Task prompt
Retype all of the records precisely.

Entries taken from a collection
++++++++++

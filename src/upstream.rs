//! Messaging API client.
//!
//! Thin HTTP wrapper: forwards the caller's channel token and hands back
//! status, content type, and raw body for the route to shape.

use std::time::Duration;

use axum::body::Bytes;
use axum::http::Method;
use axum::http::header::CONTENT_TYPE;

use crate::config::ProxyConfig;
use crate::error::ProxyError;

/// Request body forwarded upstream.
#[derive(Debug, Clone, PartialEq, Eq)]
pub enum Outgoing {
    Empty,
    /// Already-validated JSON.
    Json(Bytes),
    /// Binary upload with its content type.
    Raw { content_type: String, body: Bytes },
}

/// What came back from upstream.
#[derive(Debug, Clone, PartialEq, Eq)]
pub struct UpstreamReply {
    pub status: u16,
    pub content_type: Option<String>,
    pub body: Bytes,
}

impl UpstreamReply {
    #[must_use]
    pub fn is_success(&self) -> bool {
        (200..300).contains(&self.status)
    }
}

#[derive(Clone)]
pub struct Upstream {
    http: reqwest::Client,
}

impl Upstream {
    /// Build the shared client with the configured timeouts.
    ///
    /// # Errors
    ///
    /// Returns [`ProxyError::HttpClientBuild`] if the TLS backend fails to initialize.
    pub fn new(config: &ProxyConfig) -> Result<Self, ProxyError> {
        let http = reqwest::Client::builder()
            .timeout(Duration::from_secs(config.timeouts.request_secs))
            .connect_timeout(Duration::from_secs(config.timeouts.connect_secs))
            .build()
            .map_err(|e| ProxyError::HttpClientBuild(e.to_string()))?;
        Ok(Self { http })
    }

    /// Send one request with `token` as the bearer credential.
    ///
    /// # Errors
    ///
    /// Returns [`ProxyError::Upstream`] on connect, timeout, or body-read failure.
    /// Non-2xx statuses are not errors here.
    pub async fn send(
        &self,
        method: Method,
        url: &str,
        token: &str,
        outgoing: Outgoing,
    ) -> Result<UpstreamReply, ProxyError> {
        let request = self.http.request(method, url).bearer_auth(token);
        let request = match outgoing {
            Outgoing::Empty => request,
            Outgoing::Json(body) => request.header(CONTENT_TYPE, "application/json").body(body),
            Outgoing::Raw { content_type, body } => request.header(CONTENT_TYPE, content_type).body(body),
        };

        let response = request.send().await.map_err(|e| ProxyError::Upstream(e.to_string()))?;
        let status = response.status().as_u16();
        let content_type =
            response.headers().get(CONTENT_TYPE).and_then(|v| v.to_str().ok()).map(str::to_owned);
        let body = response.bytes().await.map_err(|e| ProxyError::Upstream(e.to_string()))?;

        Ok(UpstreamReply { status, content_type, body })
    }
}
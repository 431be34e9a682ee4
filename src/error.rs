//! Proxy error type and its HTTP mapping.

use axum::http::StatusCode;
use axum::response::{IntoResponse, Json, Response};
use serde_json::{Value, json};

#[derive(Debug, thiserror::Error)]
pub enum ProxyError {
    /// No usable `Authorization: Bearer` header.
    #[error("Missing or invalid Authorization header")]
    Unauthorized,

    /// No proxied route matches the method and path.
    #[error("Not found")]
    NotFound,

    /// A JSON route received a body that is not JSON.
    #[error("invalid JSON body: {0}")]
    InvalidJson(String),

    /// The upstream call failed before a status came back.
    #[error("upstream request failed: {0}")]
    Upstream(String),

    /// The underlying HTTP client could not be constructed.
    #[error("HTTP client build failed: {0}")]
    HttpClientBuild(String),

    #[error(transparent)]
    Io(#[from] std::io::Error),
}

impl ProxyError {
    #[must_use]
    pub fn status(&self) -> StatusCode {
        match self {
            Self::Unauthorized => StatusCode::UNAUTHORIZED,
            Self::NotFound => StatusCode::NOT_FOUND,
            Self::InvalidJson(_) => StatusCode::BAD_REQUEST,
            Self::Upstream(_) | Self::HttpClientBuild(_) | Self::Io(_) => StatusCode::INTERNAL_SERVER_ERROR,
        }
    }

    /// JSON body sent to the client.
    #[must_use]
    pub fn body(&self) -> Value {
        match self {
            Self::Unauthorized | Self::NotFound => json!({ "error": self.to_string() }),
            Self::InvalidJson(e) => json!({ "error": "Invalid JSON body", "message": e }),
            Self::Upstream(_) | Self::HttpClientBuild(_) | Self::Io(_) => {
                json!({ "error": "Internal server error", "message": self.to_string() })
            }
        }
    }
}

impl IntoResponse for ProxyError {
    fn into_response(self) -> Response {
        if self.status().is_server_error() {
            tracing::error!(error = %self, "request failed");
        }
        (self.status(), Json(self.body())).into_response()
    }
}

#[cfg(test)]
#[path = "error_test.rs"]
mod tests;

++++++++++

Written reply
filename src/upstream.rs
//! Messaging API client.
//!
//! Thin HTTP wrapper: forwards the caller's channel token and hands back
//! status, content type, and raw body for the route to shape.

use std::time::Duration;

use axum::body::Bytes;
use axum::http::Method;
use axum::http::header::CONTENT_TYPE;

use crate::config::ProxyConfig;
use crate::error::ProxyError;

/// Request body forwarded upstream.
#[derive(Debug, Clone, PartialEq, Eq)]
pub enum Outgoing {
    Empty,
    /// Already-validated JSON.
    Json(Bytes),
    /// Binary upload with its content type.
    Raw { content_type: String, body: Bytes },
}

/// What came back from upstream.
#[derive(Debug, Clone, PartialEq, Eq)]
pub struct UpstreamReply {
    pub status: u16,
    pub content_type: Option<String>,
    pub body: Bytes,
}

impl UpstreamReply {
    #[must_use]
    pub fn is_success(&self) -> bool {
        (200..300).contains(&self.status)
    }
}

#[derive(Clone)]
pub struct Upstream {
    http: reqwest::Client,
}

impl Upstream {
    /// Build the shared client with the configured timeouts.
    ///
    /// # Errors
    ///
    /// Returns [`ProxyError::HttpClientBuild`] if the TLS backend fails to initialize.
    pub fn new(config: &ProxyConfig) -> Result<Self, ProxyError> {
        let http = reqwest::Client::builder()
            .timeout(Duration::from_secs(config.timeouts.request_secs))
            .connect_timeout(Duration::from_secs(config.timeouts.connect_secs))
            .build()
            .map_err(|e| ProxyError::HttpClientBuild(e.to_string()))?;
        Ok(Self { http })
    }

    /// Send one request with `token` as the bearer credential.
    ///
    /// # Errors
    ///
    /// Returns [`ProxyError::Upstream`] on connect, timeout, or body-read failure.
    /// Non-2xx statuses are not errors here.
    pub async fn send(
        &self,
        method: Method,
        url: &str,
        token: &str,
        outgoing: Outgoing,
    ) -> Result<UpstreamReply, ProxyError> {
        let request = self.http.request(method, url).bearer_auth(token);
        let request = match outgoing {
            Outgoing::Empty => request,
            Outgoing::Json(body) => request.header(CONTENT_TYPE, "application/json").body(body),
            Outgoing::Raw { content_type, body } => request.header(CONTENT_TYPE, content_type).body(body),
        };

        let response = request.send().await.map_err(|e| ProxyError::Upstream(e.to_string()))?;
        let status = response.status().as_u16();
        let content_type =
            response.headers().get(CONTENT_TYPE).and_then(|v| v.to_str().ok()).map(str::to_owned);
        let body = response.bytes().await.map_err(|e| ProxyError::Upstream(e.to_string()))?;

        Ok(UpstreamReply { status, content_type, body })
    }
}
repository 431be34e9a682ee4
filename src/error.rs
//! Proxy error type and its HTTP mapping.

use axum::http::StatusCode;
use axum::response::{IntoResponse, Json, Response};
use serde_json::{Value, json};

#[derive(Debug, thiserror::Error)]
pub enum ProxyError {
    /// No usable `Authorization: Bearer` header.
    #[error("Missing or invalid Authorization header")]
    Unauthorized,

    /// No proxied route matches the method and path.
    #[error("Not found")]
    NotFound,

    /// A JSON route received a body that is not JSON.
    #[error("invalid JSON body: {0}")]
    InvalidJson(String),

    /// The upstream call failed before a status came back.
    #[error("upstream request failed: {0}")]
    Upstream(String),

    /// The underlying HTTP client could not be constructed.
    #[error("HTTP client build failed: {0}")]
    HttpClientBuild(String),

    #[error(transparent)]
    Io(#[from] std::io::Error),
}

impl ProxyError {
    #[must_use]
    pub fn status(&self) -> StatusCode {
        match self {
            Self::Unauthorized => StatusCode::UNAUTHORIZED,
            Self::NotFound => StatusCode::NOT_FOUND,
            Self::InvalidJson(_) => StatusCode::BAD_REQUEST,
            Self::Upstream(_) | Self::HttpClientBuild(_) | Self::Io(_) => StatusCode::INTERNAL_SERVER_ERROR,
        }
    }

    /// JSON body sent to the client.
    #[must_use]
    pub fn body(&self) -> Value {
        match self {
            Self::Unauthorized | Self::NotFound => json!({ "error": self.to_string() }),
            Self::InvalidJson(e) => json!({ "error": "Invalid JSON body", "message": e }),
            Self::Upstream(_) | Self::HttpClientBuild(_) | Self::Io(_) => {
                json!({ "error": "Internal server error", "message": self.to_string() })
            }
        }
    }
}

impl IntoResponse for ProxyError {
    fn into_response(self) -> Response {
        if self.status().is_server_error() {
            tracing::error!(error = %self, "request failed");
        }
        (self.status(), Json(self.body())).into_response()
    }
}

#[cfg(test)]
#[path = "error_test.rs"]
mod tests;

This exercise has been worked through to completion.